**Dataset entries:**
────────────────

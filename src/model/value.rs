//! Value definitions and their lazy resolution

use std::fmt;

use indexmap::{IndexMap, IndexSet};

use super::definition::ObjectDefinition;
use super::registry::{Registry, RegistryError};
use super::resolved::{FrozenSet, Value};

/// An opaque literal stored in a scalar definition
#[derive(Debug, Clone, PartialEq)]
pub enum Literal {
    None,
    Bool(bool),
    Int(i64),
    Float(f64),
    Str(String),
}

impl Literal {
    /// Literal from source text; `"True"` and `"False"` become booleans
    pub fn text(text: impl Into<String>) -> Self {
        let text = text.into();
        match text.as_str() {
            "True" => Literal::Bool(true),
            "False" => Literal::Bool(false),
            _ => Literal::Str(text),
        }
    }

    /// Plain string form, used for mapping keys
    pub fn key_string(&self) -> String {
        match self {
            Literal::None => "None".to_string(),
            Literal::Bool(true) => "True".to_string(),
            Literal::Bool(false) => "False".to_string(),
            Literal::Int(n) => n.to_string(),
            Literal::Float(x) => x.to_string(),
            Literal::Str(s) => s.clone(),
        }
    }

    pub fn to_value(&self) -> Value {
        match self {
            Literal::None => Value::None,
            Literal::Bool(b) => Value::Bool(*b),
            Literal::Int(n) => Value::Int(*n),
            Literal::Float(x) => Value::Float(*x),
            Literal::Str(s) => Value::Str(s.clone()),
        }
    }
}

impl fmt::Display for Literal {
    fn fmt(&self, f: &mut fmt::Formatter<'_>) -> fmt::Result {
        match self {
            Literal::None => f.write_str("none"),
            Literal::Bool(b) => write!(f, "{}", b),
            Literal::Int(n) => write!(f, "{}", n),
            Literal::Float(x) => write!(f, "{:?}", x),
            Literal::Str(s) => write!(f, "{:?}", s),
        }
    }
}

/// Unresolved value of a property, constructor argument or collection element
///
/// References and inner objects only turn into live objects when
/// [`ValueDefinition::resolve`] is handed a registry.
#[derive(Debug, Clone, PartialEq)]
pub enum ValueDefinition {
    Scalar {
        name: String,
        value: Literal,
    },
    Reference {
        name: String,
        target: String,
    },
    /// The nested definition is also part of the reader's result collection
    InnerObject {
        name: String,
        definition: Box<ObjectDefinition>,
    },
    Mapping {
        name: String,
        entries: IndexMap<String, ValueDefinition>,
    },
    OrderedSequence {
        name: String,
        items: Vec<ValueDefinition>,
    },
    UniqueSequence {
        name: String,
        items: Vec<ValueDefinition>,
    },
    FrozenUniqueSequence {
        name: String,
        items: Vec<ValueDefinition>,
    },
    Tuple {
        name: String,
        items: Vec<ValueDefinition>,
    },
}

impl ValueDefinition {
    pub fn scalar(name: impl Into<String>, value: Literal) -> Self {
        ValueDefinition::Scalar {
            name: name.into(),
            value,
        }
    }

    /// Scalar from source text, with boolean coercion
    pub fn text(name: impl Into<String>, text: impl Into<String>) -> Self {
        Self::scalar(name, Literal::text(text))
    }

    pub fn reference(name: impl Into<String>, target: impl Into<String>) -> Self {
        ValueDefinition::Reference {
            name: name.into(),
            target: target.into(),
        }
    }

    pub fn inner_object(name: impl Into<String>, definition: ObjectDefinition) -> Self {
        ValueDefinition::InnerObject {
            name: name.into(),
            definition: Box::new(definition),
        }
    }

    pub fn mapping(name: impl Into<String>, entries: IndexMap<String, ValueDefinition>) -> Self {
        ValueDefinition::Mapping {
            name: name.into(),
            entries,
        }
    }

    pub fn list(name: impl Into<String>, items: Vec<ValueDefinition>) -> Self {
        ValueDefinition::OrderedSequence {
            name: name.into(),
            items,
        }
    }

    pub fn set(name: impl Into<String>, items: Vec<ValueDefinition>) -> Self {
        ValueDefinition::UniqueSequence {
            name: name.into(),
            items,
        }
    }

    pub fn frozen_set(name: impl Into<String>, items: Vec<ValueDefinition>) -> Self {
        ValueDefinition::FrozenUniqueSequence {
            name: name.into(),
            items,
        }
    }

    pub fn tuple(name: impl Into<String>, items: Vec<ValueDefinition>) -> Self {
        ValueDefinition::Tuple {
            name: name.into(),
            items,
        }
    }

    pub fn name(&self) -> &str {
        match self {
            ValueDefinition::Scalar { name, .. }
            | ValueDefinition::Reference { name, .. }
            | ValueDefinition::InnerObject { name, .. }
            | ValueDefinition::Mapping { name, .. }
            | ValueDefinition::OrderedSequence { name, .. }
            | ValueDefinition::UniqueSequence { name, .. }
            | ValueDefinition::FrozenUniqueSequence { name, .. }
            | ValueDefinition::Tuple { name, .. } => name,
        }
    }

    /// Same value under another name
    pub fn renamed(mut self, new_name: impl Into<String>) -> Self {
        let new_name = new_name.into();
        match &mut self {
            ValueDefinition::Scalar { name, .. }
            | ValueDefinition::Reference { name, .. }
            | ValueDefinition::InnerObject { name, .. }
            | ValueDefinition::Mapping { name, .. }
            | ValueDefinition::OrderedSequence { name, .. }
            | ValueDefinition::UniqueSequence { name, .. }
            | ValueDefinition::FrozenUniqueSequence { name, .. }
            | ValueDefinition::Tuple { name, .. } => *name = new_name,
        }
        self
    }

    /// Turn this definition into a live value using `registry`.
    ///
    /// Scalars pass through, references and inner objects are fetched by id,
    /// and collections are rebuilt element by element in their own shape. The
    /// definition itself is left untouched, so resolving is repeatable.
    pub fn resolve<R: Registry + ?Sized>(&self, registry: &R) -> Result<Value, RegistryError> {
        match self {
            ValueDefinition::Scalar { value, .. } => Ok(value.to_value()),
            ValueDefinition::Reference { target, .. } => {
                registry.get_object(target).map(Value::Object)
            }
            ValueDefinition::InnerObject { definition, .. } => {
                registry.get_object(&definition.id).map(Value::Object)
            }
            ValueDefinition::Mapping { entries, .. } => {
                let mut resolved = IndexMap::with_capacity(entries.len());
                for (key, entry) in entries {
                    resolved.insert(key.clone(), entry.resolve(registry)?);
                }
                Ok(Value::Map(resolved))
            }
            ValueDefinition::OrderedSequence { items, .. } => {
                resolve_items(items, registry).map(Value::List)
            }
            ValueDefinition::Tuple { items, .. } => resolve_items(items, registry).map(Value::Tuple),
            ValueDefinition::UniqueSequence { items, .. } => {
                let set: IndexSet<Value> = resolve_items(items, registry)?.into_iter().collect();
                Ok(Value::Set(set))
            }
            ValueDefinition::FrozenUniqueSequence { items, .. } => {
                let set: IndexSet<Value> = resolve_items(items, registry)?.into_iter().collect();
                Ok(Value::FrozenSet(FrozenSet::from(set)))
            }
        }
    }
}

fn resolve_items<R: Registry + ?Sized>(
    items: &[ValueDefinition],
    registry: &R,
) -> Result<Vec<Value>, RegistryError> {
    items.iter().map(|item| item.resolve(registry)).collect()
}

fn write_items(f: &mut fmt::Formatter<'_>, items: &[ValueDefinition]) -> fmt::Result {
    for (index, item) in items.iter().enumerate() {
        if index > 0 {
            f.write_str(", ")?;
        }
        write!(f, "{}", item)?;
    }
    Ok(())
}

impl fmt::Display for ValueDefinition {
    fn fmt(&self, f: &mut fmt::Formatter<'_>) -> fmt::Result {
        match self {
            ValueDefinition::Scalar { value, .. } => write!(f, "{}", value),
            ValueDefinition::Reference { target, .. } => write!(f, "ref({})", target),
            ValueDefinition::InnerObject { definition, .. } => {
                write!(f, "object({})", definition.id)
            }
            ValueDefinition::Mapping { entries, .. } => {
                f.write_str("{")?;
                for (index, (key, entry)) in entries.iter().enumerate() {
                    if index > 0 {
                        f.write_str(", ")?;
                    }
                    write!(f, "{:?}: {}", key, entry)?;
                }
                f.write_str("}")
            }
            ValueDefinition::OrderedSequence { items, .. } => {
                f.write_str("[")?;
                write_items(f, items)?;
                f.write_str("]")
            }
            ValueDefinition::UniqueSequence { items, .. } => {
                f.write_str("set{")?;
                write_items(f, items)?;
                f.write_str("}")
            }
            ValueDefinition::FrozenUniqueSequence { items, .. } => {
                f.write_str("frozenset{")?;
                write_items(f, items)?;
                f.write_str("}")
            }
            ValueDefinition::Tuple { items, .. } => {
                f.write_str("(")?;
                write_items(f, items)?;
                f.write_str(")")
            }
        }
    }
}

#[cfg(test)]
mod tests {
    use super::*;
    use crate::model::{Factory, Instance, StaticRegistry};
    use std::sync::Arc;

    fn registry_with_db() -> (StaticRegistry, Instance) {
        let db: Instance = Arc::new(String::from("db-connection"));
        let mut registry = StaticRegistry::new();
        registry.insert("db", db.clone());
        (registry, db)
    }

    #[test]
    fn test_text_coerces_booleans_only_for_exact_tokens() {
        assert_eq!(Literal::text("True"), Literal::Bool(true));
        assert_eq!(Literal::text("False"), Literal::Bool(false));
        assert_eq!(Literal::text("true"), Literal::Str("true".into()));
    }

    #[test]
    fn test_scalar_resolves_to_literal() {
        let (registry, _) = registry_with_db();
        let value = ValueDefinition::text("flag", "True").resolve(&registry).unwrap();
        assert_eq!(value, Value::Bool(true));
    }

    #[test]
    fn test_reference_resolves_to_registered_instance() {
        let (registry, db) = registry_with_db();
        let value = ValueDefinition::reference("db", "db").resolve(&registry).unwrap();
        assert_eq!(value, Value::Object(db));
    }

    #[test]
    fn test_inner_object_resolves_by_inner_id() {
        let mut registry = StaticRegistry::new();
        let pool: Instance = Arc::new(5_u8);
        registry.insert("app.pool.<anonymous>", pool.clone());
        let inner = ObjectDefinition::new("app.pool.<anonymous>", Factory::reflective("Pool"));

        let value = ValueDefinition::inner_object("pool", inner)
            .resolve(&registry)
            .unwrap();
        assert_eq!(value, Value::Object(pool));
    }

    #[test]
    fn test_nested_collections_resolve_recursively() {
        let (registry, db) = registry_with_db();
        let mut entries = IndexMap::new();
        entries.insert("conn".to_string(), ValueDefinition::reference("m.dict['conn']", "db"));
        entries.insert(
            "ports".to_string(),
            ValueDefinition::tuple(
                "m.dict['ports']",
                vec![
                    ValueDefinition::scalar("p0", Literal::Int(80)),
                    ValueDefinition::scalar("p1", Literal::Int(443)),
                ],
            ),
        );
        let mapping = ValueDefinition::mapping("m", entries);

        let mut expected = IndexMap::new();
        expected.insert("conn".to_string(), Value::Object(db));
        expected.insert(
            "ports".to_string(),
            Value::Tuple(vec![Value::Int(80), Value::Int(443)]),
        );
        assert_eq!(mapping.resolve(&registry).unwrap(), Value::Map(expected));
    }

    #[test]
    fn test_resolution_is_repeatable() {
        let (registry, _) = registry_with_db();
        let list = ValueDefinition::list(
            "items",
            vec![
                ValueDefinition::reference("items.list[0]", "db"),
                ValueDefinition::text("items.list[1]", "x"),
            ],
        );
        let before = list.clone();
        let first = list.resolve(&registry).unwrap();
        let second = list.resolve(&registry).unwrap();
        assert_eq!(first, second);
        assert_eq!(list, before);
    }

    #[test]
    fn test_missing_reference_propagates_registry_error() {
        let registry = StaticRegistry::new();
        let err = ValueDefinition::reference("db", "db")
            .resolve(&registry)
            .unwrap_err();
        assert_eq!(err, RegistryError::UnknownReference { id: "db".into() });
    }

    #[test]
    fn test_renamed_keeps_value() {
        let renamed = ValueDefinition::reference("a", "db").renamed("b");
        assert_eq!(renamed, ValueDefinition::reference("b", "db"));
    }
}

────────────────

**Work task:** Where does the string "first" occur in the data above? Copy every line that holds it.

**Solution below:**
        let first = list.resolve(&registry).unwrap();
        assert_eq!(first, second);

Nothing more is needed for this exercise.